Supplied material: Begin

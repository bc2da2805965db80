//! Configuration types for a solver run.

use serde::{Deserialize, Serialize};

use super::{
    C, FREE_SPACE_ID, Material, PEC_ID, PmlConfig, ReceiverArrayConfig, ReceiverConfig, Shape,
    SnapshotConfig, SourceConfig,
};

fn default_stability_factor() -> f64 {
    0.99
}

/// Top-level run configuration.
#[derive(Debug, Clone, Serialize, Deserialize)]
pub struct SolverConfig {
    /// Domain size and spatial discretisation.
    pub domain: DomainConfig,
    /// Length of the run.
    pub time_window: TimeWindow,
    /// Fraction of the Courant limit used for the time step.
    #[serde(default = "default_stability_factor")]
    pub stability_factor: f64,
    /// Backend selection and resource limits.
    #[serde(default)]
    pub backend: BackendConfig,
    /// Absorbing boundary.
    #[serde(default)]
    pub pml: PmlConfig,
    /// User materials (`pec` and `free_space` are built in).
    #[serde(default)]
    pub materials: Vec<Material>,
    /// Shapes filling the background with materials.
    #[serde(default)]
    pub geometry: Vec<Shape>,
    #[serde(default)]
    pub sources: Vec<SourceConfig>,
    #[serde(default)]
    pub receivers: Vec<ReceiverConfig>,
    #[serde(default)]
    pub rx_arrays: Vec<ReceiverArrayConfig>,
    #[serde(default)]
    pub snapshots: Vec<SnapshotConfig>,
}

impl Default for SolverConfig {
    fn default() -> Self {
        Self {
            domain: DomainConfig::default(),
            time_window: TimeWindow::Iterations(200),
            stability_factor: default_stability_factor(),
            backend: BackendConfig::default(),
            pml: PmlConfig::default(),
            materials: Vec::new(),
            geometry: Vec::new(),
            sources: Vec::new(),
            receivers: Vec::new(),
            rx_arrays: Vec::new(),
            snapshots: Vec::new(),
        }
    }
}

/// Domain size in cells and the cell dimensions in metres.
#[derive(Debug, Clone, Copy, PartialEq, Serialize, Deserialize)]
pub struct DomainConfig {
    pub nx: usize,
    pub ny: usize,
    pub nz: usize,
    pub dx: f64,
    pub dy: f64,
    pub dz: f64,
}

impl Default for DomainConfig {
    fn default() -> Self {
        Self {
            nx: 60,
            ny: 60,
            nz: 60,
            dx: 2e-3,
            dy: 2e-3,
            dz: 2e-3,
        }
    }
}

impl DomainConfig {
    #[inline]
    pub fn dims(&self) -> [usize; 3] {
        [self.nx, self.ny, self.nz]
    }

    #[inline]
    pub fn spacing(&self) -> [f64; 3] {
        [self.dx, self.dy, self.dz]
    }
}

/// Time window as an iteration count or a duration in seconds.
#[derive(Debug, Clone, Copy, PartialEq, Serialize, Deserialize)]
#[serde(rename_all = "lowercase")]
pub enum TimeWindow {
    Iterations(usize),
    Seconds(f64),
}

/// Which backend executes the update phases.
#[derive(Debug, Clone, Copy, PartialEq, Eq, Serialize, Deserialize, Default)]
#[serde(rename_all = "lowercase")]
pub enum BackendKind {
    #[default]
    Cpu,
    Gpu,
}

/// When accelerator snapshots are copied back to the host.
#[derive(Debug, Clone, Copy, PartialEq, Eq, Serialize, Deserialize, Default)]
#[serde(rename_all = "lowercase")]
pub enum SnapshotTransfer {
    /// Copy each snapshot right after capture, reusing one device slot.
    Immediate,
    /// Keep one device slot per snapshot and copy all of them at finalize.
    #[default]
    Deferred,
}

fn default_constant_memory() -> u64 {
    65_536
}

/// Backend selection and per-backend resource settings.
#[derive(Debug, Clone, Copy, PartialEq, Serialize, Deserialize)]
pub struct BackendConfig {
    #[serde(default)]
    pub kind: BackendKind,
    /// Host worker threads; `None` uses all available cores.
    #[serde(default)]
    pub threads: Option<usize>,
    #[serde(default)]
    pub snapshot_transfer: SnapshotTransfer,
    /// Accelerator constant-memory budget for the material coefficient table (bytes).
    #[serde(default = "default_constant_memory")]
    pub constant_memory_bytes: u64,
}

impl Default for BackendConfig {
    fn default() -> Self {
        Self {
            kind: BackendKind::Cpu,
            threads: None,
            snapshot_transfer: SnapshotTransfer::default(),
            constant_memory_bytes: default_constant_memory(),
        }
    }
}

impl SolverConfig {
    /// Time step from the Courant limit scaled by the stability factor.
    pub fn dt(&self) -> f64 {
        let d = &self.domain;
        let inv = (1.0 / (d.dx * d.dx) + 1.0 / (d.dy * d.dy) + 1.0 / (d.dz * d.dz)).sqrt();
        self.stability_factor / (C * inv)
    }

    /// Total number of iterations in the run.
    pub fn iterations(&self) -> usize {
        match self.time_window {
            TimeWindow::Iterations(n) => n,
            TimeWindow::Seconds(t) => (t / self.dt()).ceil() as usize + 1,
        }
    }

    /// Time window in seconds.
    pub fn time_window_seconds(&self) -> f64 {
        match self.time_window {
            TimeWindow::Iterations(n) => n.saturating_sub(1) as f64 * self.dt(),
            TimeWindow::Seconds(t) => t,
        }
    }

    /// All receivers, including expanded receiver arrays.
    pub fn all_receivers(&self) -> Vec<ReceiverConfig> {
        let mut receivers = self.receivers.clone();
        for array in &self.rx_arrays {
            receivers.extend(array.expand());
        }
        receivers
    }

    /// Validate configuration parameters.
    pub fn validate(&self) -> Result<(), ConfigError> {
        let d = &self.domain;
        if d.nx == 0 || d.ny == 0 || d.nz == 0 {
            return Err(ConfigError::InvalidDimensions);
        }
        if !(d.dx > 0.0 && d.dy > 0.0 && d.dz > 0.0) {
            return Err(ConfigError::InvalidSpatialStep);
        }
        if !(self.stability_factor > 0.0 && self.stability_factor <= 1.0) {
            return Err(ConfigError::InvalidStabilityFactor(self.stability_factor));
        }
        match self.time_window {
            TimeWindow::Iterations(0) => return Err(ConfigError::InvalidTimeWindow),
            TimeWindow::Seconds(t) if !(t > 0.0) => return Err(ConfigError::InvalidTimeWindow),
            _ => {}
        }
        if self.backend.threads == Some(0) {
            return Err(ConfigError::InvalidThreadCount);
        }

        let dims = d.dims();
        let dt = self.dt();
        let iterations = self.iterations();

        self.pml.validate(dims)?;

        let mut seen = vec![PEC_ID, FREE_SPACE_ID];
        for material in &self.materials {
            if seen.contains(&material.id.as_str()) {
                return Err(ConfigError::DuplicateMaterial(material.id.clone()));
            }
            seen.push(material.id.as_str());
            material.validate(dt)?;
        }

        for (i, shape) in self.geometry.iter().enumerate() {
            shape.validate(i)?;
            if !seen.contains(&shape.material()) {
                return Err(ConfigError::UnknownMaterial(shape.material().to_string()));
            }
        }

        for (i, source) in self.sources.iter().enumerate() {
            source.validate(i, dims)?;
        }

        for (i, array) in self.rx_arrays.iter().enumerate() {
            array.validate(i)?;
        }
        for (i, rx) in self.all_receivers().iter().enumerate() {
            if rx.position.iter().zip(dims).any(|(&p, n)| p >= n) {
                return Err(ConfigError::OutOfDomain {
                    what: format!("receiver {i}"),
                    position: rx.position,
                });
            }
            if rx.outputs.is_empty() {
                return Err(ConfigError::InvalidReceiver {
                    index: i,
                    reason: "requires at least one output component",
                });
            }
        }

        for (i, snap) in self.snapshots.iter().enumerate() {
            snap.validate(i, dims, dt, iterations)?;
        }
        Ok(())
    }
}

/// Configuration validation errors.
#[derive(Debug, thiserror::Error)]
pub enum ConfigError {
    #[error("Domain dimensions (nx, ny, nz) must be non-zero")]
    InvalidDimensions,
    #[error("Spatial steps (dx, dy, dz) must be positive")]
    InvalidSpatialStep,
    #[error("Stability factor must be in (0, 1], got {0}")]
    InvalidStabilityFactor(f64),
    #[error("Time window must be positive")]
    InvalidTimeWindow,
    #[error("Thread count must be non-zero")]
    InvalidThreadCount,
    #[error("Material '{id}' {reason}")]
    InvalidMaterial { id: String, reason: &'static str },
    #[error("Material '{material}' pole {index}: {reason}")]
    InvalidPole {
        material: String,
        index: usize,
        reason: &'static str,
    },
    #[error("Material '{0}' already exists")]
    DuplicateMaterial(String),
    #[error("Material '{0}' does not exist")]
    UnknownMaterial(String),
    #[error("PML CFS: {0}")]
    InvalidCfs(&'static str),
    #[error("PML CFS can only be given one or two times, for up to a 2nd order PML (got {0})")]
    TooManyCfs(usize),
    #[error("PML thickness {thickness} along axis {axis} does not fit in {cells} cells")]
    InvalidPml {
        axis: usize,
        thickness: usize,
        cells: usize,
    },
    #[error("Geometry {index}: {reason}")]
    InvalidGeometry { index: usize, reason: &'static str },
    #[error("Source {index}: {reason}")]
    InvalidSource { index: usize, reason: &'static str },
    #[error("Receiver {index}: {reason}")]
    InvalidReceiver { index: usize, reason: &'static str },
    #[error("Snapshot {index}: {reason}")]
    InvalidSnapshot { index: usize, reason: &'static str },
    #[error("{what} at {position:?} lies outside the domain")]
    OutOfDomain { what: String, position: [usize; 3] },
}

#[cfg(test)]
mod tests {
    use super::*;
    use crate::schema::{Polarisation, SourceKind};

    #[test]
    fn test_default_config_is_valid() {
        let config = SolverConfig::default();
        assert!(config.validate().is_ok());
        assert_eq!(config.iterations(), 200);
    }

    #[test]
    fn test_courant_time_step() {
        let config = SolverConfig {
            stability_factor: 1.0,
            ..Default::default()
        };
        let dx = config.domain.dx;
        let expected = dx / (C * 3f64.sqrt());
        assert!((config.dt() - expected).abs() / expected < 1e-12);
    }

    #[test]
    fn test_time_window_in_seconds() {
        let mut config = SolverConfig::default();
        let dt = config.dt();
        config.time_window = TimeWindow::Seconds(10.0 * dt);
        assert_eq!(config.iterations(), 11);
    }

    #[test]
    fn test_unknown_material_rejected() {
        let config = SolverConfig {
            geometry: vec![Shape::Box {
                lower: [0, 0, 0],
                upper: [5, 5, 5],
                material: "granite".into(),
            }],
            ..Default::default()
        };
        assert!(matches!(
            config.validate(),
            Err(ConfigError::UnknownMaterial(_))
        ));
    }

    #[test]
    fn test_duplicate_builtin_rejected() {
        let config = SolverConfig {
            materials: vec![Material::new("free_space", 2.0, 0.0, 1.0, 0.0)],
            ..Default::default()
        };
        assert!(matches!(
            config.validate(),
            Err(ConfigError::DuplicateMaterial(_))
        ));
    }

    #[test]
    fn test_invalid_source_reported() {
        let config = SolverConfig {
            sources: vec![SourceConfig {
                kind: SourceKind::VoltageSource { resistance: -1.0 },
                polarisation: Polarisation::Z,
                position: [1, 1, 1],
                start: 0.0,
                stop: None,
                waveform: vec![],
            }],
            ..Default::default()
        };
        assert!(matches!(
            config.validate(),
            Err(ConfigError::InvalidSource { index: 0, .. })
        ));
    }

    #[test]
    fn test_json_roundtrip_defaults() {
        let json = r#"{
            "domain": {"nx": 40, "ny": 40, "nz": 40, "dx": 0.01, "dy": 0.01, "dz": 0.01},
            "time_window": {"iterations": 50}
        }"#;
        let config: SolverConfig = serde_json::from_str(json).unwrap();
        assert_eq!(config.backend.kind, BackendKind::Cpu);
        assert_eq!(config.backend.constant_memory_bytes, 65_536);
        assert_eq!(config.pml.thickness, [10; 6]);
        assert!(config.validate().is_ok());
    }
}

Supplied material: End

• [What the exercise asks]: Find and copy each line above that includes the string "InvalidDimensions".

• [Output below]:
            return Err(ConfigError::InvalidDimensions);
    InvalidDimensions,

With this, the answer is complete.